What Is Web3? (How Does It Work)

Written by Coursera • Updated on

As the internet is evolving, learn more about Web3, how it differs from Web 2.0, and the different job opportunities in this field.

[Featured image] A Web3 developer works at a desktop analyzing the latest information that can be used in web development.

Since the rise of the web in the 1990s, the internet has been an evolving space. What started as a repository for information turned into a place where people seek answers to questions, connect with others, and share knowledge. Today, the internet continues to develop, and its most recent incarnation is what users call Web 3.0, or Web3.

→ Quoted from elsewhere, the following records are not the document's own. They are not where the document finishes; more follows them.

//! Core data structures for the client layer.
//!
//! These mirror the backend's wire payloads: the client never computes blame
//! or parses traces itself, it only deserializes what the backend returns.

mod blame;
mod content;
mod project;
mod timeline;
mod transcript;

pub use blame::{Attribution, BlameLine};
pub use content::ContentBlock;
pub use project::Project;
pub use timeline::TimelineEvent;
pub use transcript::{
    Message, Role, TokenUsage, Transcript, TranscriptMeta, TranscriptSummary,
};
//! Terminal event pump.
//!
//! A dedicated thread polls crossterm and forwards events over a channel,
//! emitting a tick whenever the poll window elapses. The tick drives the
//! search debouncer and status expiry.

use std::sync::mpsc;
use std::thread;
use std::time::Duration;

use crossterm::event::{self, Event as CrosstermEvent, KeyEvent, KeyEventKind};

/// Application events.
#[derive(Debug, Clone)]
pub enum Event {
    /// Poll window elapsed with no input.
    Tick,
    /// Key press.
    Key(KeyEvent),
    /// Terminal resize.
    Resize(u16, u16),
}

/// Event handler using channels.
pub struct EventHandler {
    rx: mpsc::Receiver<Event>,
    _tx: mpsc::Sender<Event>,
}

impl EventHandler {
    /// Spawn the pump thread with the given tick rate.
    pub fn new(tick_rate: Duration) -> Self {
        let (tx, rx) = mpsc::channel();
        let event_tx = tx.clone();

        thread::spawn(move || loop {
            if event::poll(tick_rate).unwrap_or(false) {
                match event::read() {
                    Ok(CrosstermEvent::Key(key)) if key.kind == KeyEventKind::Press => {
                        if event_tx.send(Event::Key(key)).is_err() {
                            break;
                        }
                    }
                    Ok(CrosstermEvent::Resize(w, h)) => {
                        if event_tx.send(Event::Resize(w, h)).is_err() {
                            break;
                        }
                    }
                    _ => {}
                }
            }
            if event_tx.send(Event::Tick).is_err() {
                break;
            }
        });

        Self { rx, _tx: tx }
    }

    /// Block for the next event.
    pub fn next(&self) -> Result<Event, mpsc::RecvError> {
        self.rx.recv()
    }
}
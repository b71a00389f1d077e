//! Noyau d’évaluation : deux formules fermées
//!
//! Organisation interne :
//! - erreur.rs      : ErreurEval (entrée invalide / division par zéro / indéfini)
//! - numerique.rs   : division sûre, puissances (0^0 = 1), arrondi décimal exact
//! - trig.rs        : sélecteur cot/sin/cos/tan + détection des pôles
//! - lineaire.rs    : algorithme linéaire (partie rationnelle exacte)
//! - branchement.rs : fonction par morceaux (liste de décision ordonnée)

pub mod branchement;
pub mod erreur;
pub mod lineaire;
pub mod numerique;
pub mod trig;


#[cfg(test)]
mod tests_fuzz_safe;

// API publique minimale
pub use branchement::{branching_algorithm, evaluer_branchement, Branche, EvaluationBranchee};
pub use erreur::ErreurEval;
pub use lineaire::{linear_algorithm, PRECISION_DEFAUT};
pub use numerique::ValeurArrondie;
pub use trig::Fonction;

Supporters believe Web3 is the future of the internet. Crypto-related projects continue to attract venture capitalists who have infused the sector with billions of dollars over the last couple of years. Many web developers, content managers, legal analysts, and more have started to explore careers in this field. Web3 may be in its infancy, but understanding how it works can help determine if it's a field you want to explore.

Web 3.0 explained

Web 3.0 is a term used to describe the next stage in the internet's development. One of Ethereum's cofounders introduced the term in 2014 as he shared a vision for a decentralized version of the internet that lessens the influence of the corporations that tended to dominate Web 2.0, namely Meta, Amazon, and Google.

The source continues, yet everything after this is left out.